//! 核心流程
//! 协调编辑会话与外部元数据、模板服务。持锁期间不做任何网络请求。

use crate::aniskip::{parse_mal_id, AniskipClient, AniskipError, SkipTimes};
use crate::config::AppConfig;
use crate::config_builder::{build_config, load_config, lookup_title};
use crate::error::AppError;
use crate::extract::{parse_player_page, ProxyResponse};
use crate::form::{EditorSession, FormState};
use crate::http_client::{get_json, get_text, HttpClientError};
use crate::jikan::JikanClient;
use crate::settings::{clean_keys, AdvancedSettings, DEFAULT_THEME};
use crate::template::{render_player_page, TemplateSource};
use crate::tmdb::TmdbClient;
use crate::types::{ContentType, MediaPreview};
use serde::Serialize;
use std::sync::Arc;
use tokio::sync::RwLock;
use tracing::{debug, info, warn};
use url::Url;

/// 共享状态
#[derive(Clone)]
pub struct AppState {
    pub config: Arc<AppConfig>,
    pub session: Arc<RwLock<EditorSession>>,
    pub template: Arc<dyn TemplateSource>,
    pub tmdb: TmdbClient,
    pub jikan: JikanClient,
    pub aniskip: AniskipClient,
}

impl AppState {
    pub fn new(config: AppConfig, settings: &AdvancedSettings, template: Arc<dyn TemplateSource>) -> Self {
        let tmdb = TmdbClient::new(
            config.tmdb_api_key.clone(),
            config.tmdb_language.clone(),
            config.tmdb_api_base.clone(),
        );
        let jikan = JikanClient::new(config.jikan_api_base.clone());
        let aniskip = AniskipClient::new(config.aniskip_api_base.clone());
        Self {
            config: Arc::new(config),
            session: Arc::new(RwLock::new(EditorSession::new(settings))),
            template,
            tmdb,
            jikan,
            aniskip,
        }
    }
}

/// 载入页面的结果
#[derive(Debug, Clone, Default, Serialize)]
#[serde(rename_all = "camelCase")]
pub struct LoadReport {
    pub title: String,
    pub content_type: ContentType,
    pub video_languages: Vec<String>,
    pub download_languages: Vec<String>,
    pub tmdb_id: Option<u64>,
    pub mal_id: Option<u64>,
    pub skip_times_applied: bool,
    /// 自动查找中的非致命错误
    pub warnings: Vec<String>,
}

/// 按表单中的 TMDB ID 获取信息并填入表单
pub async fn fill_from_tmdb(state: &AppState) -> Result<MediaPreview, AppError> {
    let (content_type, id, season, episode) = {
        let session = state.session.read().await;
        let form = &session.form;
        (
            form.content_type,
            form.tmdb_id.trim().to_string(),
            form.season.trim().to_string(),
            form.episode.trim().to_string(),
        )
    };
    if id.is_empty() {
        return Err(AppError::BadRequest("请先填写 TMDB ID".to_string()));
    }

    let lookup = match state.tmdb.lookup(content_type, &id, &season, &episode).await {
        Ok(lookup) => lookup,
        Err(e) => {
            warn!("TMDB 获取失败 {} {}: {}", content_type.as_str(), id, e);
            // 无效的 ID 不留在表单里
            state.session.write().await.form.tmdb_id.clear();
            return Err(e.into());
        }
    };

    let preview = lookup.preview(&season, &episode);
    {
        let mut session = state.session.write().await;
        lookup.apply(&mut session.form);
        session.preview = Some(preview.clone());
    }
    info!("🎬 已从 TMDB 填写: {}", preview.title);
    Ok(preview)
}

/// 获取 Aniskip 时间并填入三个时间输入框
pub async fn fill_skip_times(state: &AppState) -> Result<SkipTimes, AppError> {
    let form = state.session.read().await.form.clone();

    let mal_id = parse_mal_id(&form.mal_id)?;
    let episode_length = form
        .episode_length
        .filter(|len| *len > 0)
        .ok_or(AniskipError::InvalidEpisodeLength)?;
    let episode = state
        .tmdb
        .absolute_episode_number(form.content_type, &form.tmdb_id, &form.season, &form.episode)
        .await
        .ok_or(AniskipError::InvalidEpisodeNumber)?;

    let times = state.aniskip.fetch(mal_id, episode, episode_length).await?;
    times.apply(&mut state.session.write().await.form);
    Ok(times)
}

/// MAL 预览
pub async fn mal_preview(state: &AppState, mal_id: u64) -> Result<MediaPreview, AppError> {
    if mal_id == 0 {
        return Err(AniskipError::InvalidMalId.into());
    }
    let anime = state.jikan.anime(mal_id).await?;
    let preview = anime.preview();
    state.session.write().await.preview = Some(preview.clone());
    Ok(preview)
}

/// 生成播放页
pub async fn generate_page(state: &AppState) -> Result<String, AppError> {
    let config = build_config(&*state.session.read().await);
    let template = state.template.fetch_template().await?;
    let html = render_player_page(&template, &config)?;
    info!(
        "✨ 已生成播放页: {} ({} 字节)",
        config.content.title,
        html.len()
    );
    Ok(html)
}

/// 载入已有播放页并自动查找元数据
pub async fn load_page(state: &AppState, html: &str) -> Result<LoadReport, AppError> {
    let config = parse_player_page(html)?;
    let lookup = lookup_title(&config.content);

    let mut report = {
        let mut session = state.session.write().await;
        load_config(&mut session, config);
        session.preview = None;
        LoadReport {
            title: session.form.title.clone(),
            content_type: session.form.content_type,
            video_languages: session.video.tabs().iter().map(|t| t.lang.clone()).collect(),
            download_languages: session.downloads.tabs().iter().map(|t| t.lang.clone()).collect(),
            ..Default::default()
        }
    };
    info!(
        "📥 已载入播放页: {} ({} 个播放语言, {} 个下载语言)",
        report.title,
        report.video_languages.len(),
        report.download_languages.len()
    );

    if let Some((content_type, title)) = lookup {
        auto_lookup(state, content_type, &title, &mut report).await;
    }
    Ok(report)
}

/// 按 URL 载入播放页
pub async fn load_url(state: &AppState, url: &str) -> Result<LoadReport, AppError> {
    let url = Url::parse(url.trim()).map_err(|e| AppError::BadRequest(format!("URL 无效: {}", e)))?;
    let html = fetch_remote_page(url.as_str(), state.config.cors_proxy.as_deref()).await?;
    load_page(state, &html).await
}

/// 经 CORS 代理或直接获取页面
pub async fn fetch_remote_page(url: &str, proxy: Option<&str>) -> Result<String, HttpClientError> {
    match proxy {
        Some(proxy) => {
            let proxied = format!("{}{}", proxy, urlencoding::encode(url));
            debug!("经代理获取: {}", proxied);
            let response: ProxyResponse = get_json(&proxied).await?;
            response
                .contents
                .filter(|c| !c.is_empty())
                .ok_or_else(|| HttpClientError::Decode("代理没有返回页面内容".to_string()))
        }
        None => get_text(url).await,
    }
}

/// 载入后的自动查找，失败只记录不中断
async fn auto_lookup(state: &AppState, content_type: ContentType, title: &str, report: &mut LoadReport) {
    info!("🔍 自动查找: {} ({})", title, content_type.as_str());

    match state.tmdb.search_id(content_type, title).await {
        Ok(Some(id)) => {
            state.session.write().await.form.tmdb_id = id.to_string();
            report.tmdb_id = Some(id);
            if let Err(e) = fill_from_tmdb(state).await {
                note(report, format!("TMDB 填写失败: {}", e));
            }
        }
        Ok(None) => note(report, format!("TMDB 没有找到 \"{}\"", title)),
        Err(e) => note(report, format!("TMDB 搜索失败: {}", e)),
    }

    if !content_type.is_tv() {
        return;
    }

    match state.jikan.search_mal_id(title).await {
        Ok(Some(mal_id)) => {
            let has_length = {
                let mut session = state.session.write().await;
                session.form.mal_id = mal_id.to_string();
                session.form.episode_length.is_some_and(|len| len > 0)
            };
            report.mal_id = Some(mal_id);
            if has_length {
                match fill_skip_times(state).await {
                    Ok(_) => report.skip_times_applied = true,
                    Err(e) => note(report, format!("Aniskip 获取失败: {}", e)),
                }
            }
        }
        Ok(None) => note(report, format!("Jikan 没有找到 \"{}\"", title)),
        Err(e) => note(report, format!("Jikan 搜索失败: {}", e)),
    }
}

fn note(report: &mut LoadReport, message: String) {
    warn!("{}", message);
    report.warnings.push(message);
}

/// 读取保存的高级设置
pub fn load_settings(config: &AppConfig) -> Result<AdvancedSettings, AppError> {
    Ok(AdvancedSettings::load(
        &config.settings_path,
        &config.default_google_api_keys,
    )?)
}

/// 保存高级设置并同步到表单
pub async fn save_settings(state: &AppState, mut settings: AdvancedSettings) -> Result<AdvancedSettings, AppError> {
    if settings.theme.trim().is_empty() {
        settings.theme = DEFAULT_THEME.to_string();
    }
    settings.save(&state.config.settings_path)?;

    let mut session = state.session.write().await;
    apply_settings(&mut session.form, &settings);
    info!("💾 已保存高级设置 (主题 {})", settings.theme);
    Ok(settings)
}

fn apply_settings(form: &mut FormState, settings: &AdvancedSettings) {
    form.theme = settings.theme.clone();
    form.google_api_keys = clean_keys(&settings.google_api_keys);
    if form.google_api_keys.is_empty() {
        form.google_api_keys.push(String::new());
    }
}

==================================================

• _PROBLEM TO SOLVE_:
From the line that contains "settings.save(&state.config.settings_path)?;" through the final line of the material, copy every line exactly, including both ends.

• _ANSWER BELOW_:
    settings.save(&state.config.settings_path)?;

    let mut session = state.session.write().await;
    apply_settings(&mut session.form, &settings);
    info!("💾 已保存高级设置 (主题 {})", settings.theme);
    Ok(settings)
}

fn apply_settings(form: &mut FormState, settings: &AdvancedSettings) {
    form.theme = settings.theme.clone();
    form.google_api_keys = clean_keys(&settings.google_api_keys);
    if form.google_api_keys.is_empty() {
        form.google_api_keys.push(String::new());
    }
}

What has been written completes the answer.